* What you have to do
What are the lines of the listing below, word for word, from the first down to the one that contains "pub struct HttpConfig"?

* Data for review
//! HTTP transport backed by reqwest

use std::time::Duration;

use async_trait::async_trait;
use reqwest::header::CONTENT_TYPE;

use crate::error::{TransportError, TransportResult};
use crate::traits::{Method, Request, Transport};

/// Connection settings for [`HttpTransport`]
#[derive(Debug, Clone)]
pub struct HttpConfig {
    /// Base URL of the server, e.g. `http://localhost:7700`
    pub host: String,

    /// Sent as a bearer token when set and non-empty
    pub api_key: Option<String>,

    /// Per-request timeout; `None` leaves requests unbounded
    pub timeout: Option<Duration>,

    pub user_agent: String,
}

impl HttpConfig {
    pub fn new(host: impl Into<String>) -> Self {
        Self {
            host: host.into(),
            api_key: None,
            timeout: None,
            user_agent: format!("meili-rs/{}", env!("CARGO_PKG_VERSION")),
        }
    }
}

/// Transport issuing real HTTP requests
#[derive(Debug, Clone)]
pub struct HttpTransport {
    base_url: String,
    api_key: Option<String>,
    http: reqwest::Client,
}

impl HttpTransport {
    pub fn new(config: HttpConfig) -> TransportResult<Self> {
        let url = reqwest::Url::parse(&config.host)
            .map_err(|e| TransportError::InvalidUrl(format!("{}: {}", config.host, e)))?;
        if url.scheme() != "http" && url.scheme() != "https" {
            return Err(TransportError::InvalidUrl(format!(
                "{}: unsupported scheme `{}`",
                config.host,
                url.scheme()
            )));
        }

        let mut builder = reqwest::Client::builder().user_agent(config.user_agent);
        if let Some(timeout) = config.timeout {
            builder = builder.timeout(timeout);
        }

        Ok(Self {
            base_url: config.host.trim_end_matches('/').to_string(),
            api_key: config.api_key.filter(|key| !key.is_empty()),
            http: builder.build()?,
        })
    }

    pub fn base_url(&self) -> &str {
        &self.base_url
    }

    fn add_auth(&self, req: reqwest::RequestBuilder) -> reqwest::RequestBuilder {
        if let Some(ref key) = self.api_key {
            req.bearer_auth(key)
        } else {
            req
        }
    }

    fn method(method: Method) -> reqwest::Method {
        match method {
            Method::Get => reqwest::Method::GET,
            Method::Post => reqwest::Method::POST,
            Method::Put => reqwest::Method::PUT,
            Method::Patch => reqwest::Method::PATCH,
            Method::Delete => reqwest::Method::DELETE,
        }
    }
}

#[async_trait]
impl Transport for HttpTransport {
    async fn execute(&self, request: Request) -> TransportResult<Vec<u8>> {
        let url = format!("{}{}", self.base_url, request.path);
        tracing::debug!("{} {}", request.method, url);

        let mut req = self.add_auth(self.http.request(Self::method(request.method), &url));
        if let Some(body) = request.body {
            req = req.header(CONTENT_TYPE, "application/json").body(body);
        }

        let resp = req.send().await?;
        let status = resp.status();
        let body = resp.bytes().await?.to_vec();

        if status.is_success() {
            Ok(body)
        } else {
            tracing::debug!("{} {} answered {}", request.method, url, status);
            Err(TransportError::Status {
                status: status.as_u16(),
                body,
            })
        }
    }
}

* The completed task
//! HTTP transport backed by reqwest

use std::time::Duration;

use async_trait::async_trait;
use reqwest::header::CONTENT_TYPE;

use crate::error::{TransportError, TransportResult};
use crate::traits::{Method, Request, Transport};

/// Connection settings for [`HttpTransport`]
#[derive(Debug, Clone)]
pub struct HttpConfig {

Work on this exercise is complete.